** Opening SOURCE DATA block **

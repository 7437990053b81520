//! Probe a grid of locations in a synthetic scalar volume and write the
//! answers as a CBOR dump.

use std::path::PathBuf;

use anyhow::{anyhow, Context, Result};
use clap::Parser;
use log::info;
use rayon::prelude::*;

use volprobe::dump::{ItemColumn, ProbeDump};
use volprobe::{
    BindingId, KernelRole, KernelSpec, Kind, ProbeContext, ScalarItem, Volume, VolumeBinding,
    SCALAR,
};

#[derive(Parser, Debug)]
#[command(about = "Probe a synthetic scalar volume over a regular grid")]
struct Args {
    /// Output CBOR file
    #[arg(short, long)]
    output: PathBuf,

    /// Volume resolution per axis
    #[arg(long, default_value_t = 32)]
    size: usize,

    /// Probe grid resolution per axis
    #[arg(long, default_value_t = 24)]
    grid: usize,

    /// Items to probe (names like value, gradvec, meancurv)
    #[arg(short, long, default_values_t = ["value".to_string(), "gradmag".to_string(), "meancurv".to_string()])]
    item: Vec<String>,

    /// Probe z-slabs in parallel, one context copy per worker
    #[arg(long)]
    parallel: bool,
}

fn main() -> Result<()> {
    env_logger::init();
    let args = Args::parse();

    let items: Vec<ScalarItem> = args
        .item
        .iter()
        .map(|s| s.parse::<ScalarItem>().map_err(|e| anyhow!(e)))
        .collect::<Result<_>>()?;

    let volume = synthetic_blob(args.size)?;
    let mut binding =
        VolumeBinding::new(&SCALAR, volume).context("Failed to bind synthetic volume")?;
    for &item in &items {
        binding
            .item_on(item as usize)
            .with_context(|| format!("Failed to enable item {item:?}"))?;
    }

    let mut ctx = ProbeContext::new();
    let id = ctx.attach(binding)?;
    ctx.set_kernel(KernelRole::Value00, KernelSpec::catmull_rom())?;
    ctx.set_kernel(KernelRole::D1Measure11, KernelSpec::bc_cubic_d(0.0, 0.5))?;
    ctx.set_kernel(KernelRole::D2Measure22, KernelSpec::bc_cubic_dd(0.0, 0.5))?;
    ctx.update()?;
    info!(
        "probing {} items on a {}^3 grid, filter radius {}",
        items.len(),
        args.grid,
        ctx.radius()
    );

    let slabs: Vec<Vec<Vec<f64>>> = if args.parallel {
        (0..args.grid)
            .into_par_iter()
            .map_init(
                || ctx.copy(),
                |ctx, zi| probe_slab(ctx, id, &items, args.grid, args.size, zi),
            )
            .collect::<Result<_>>()?
    } else {
        (0..args.grid)
            .map(|zi| probe_slab(&mut ctx, id, &items, args.grid, args.size, zi))
            .collect::<Result<_>>()?
    };

    let size32 = args.size as u32;
    let grid32 = args.grid as u32;
    let mut dump = ProbeDump::new([size32; 3], [grid32; 3]);
    for (ii, &item) in items.iter().enumerate() {
        let len = ctx.answer(id, item as usize)?.len();
        let mut column = ItemColumn::new(SCALAR.item_str(item as usize), len as u32);
        for slab in &slabs {
            column.values.extend_from_slice(&slab[ii]);
        }
        dump.add_item(column);
    }
    dump.save(&args.output)?;
    info!("wrote {}", args.output.display());
    Ok(())
}

/// Probe one z-slab of the grid, returning one value run per item.
fn probe_slab(
    ctx: &mut ProbeContext,
    id: BindingId,
    items: &[ScalarItem],
    grid: usize,
    size: usize,
    zi: usize,
) -> Result<Vec<Vec<f64>>> {
    let mut out: Vec<Vec<f64>> = items.iter().map(|_| Vec::new()).collect();
    let span = (size - 1) as f64;
    let at = |gi: usize| span * gi as f64 / (grid - 1) as f64;
    let z = at(zi);
    for yi in 0..grid {
        let y = at(yi);
        for xi in 0..grid {
            ctx.probe(at(xi), y, z)?;
            for (ii, &item) in items.iter().enumerate() {
                out[ii].extend_from_slice(ctx.answer(id, item as usize)?);
            }
        }
    }
    Ok(out)
}

/// A smooth blob: superposition of a centered Gaussian bump and a gentle
/// sinusoid, so gradients and curvatures are nontrivial everywhere.
fn synthetic_blob(size: usize) -> Result<Volume> {
    let c = (size - 1) as f64 / 2.0;
    let w = size as f64 / 4.0;
    let mut data = Vec::with_capacity(size * size * size);
    for z in 0..size {
        for y in 0..size {
            for x in 0..size {
                let dx = (x as f64 - c) / w;
                let dy = (y as f64 - c) / w;
                let dz = (z as f64 - c) / w;
                let bump = (-(dx * dx + dy * dy + dz * dz)).exp();
                let ripple = 0.1 * (0.9 * x as f64).sin() * (0.7 * y as f64).cos();
                data.push(bump + ripple);
            }
        }
    }
    Volume::new(data, 1, [size, size, size]).context("Failed to build synthetic volume")
}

** Closing SOURCE DATA block **

**EXERCISE AIM**:
Your answer must be every line from the entries that contains the string "ItemColumn", copied as it stands.

**SOLUTION TO THE PROBLEM**:
use volprobe::dump::{ItemColumn, ProbeDump};
        let mut column = ItemColumn::new(SCALAR.item_str(item as usize), len as u32);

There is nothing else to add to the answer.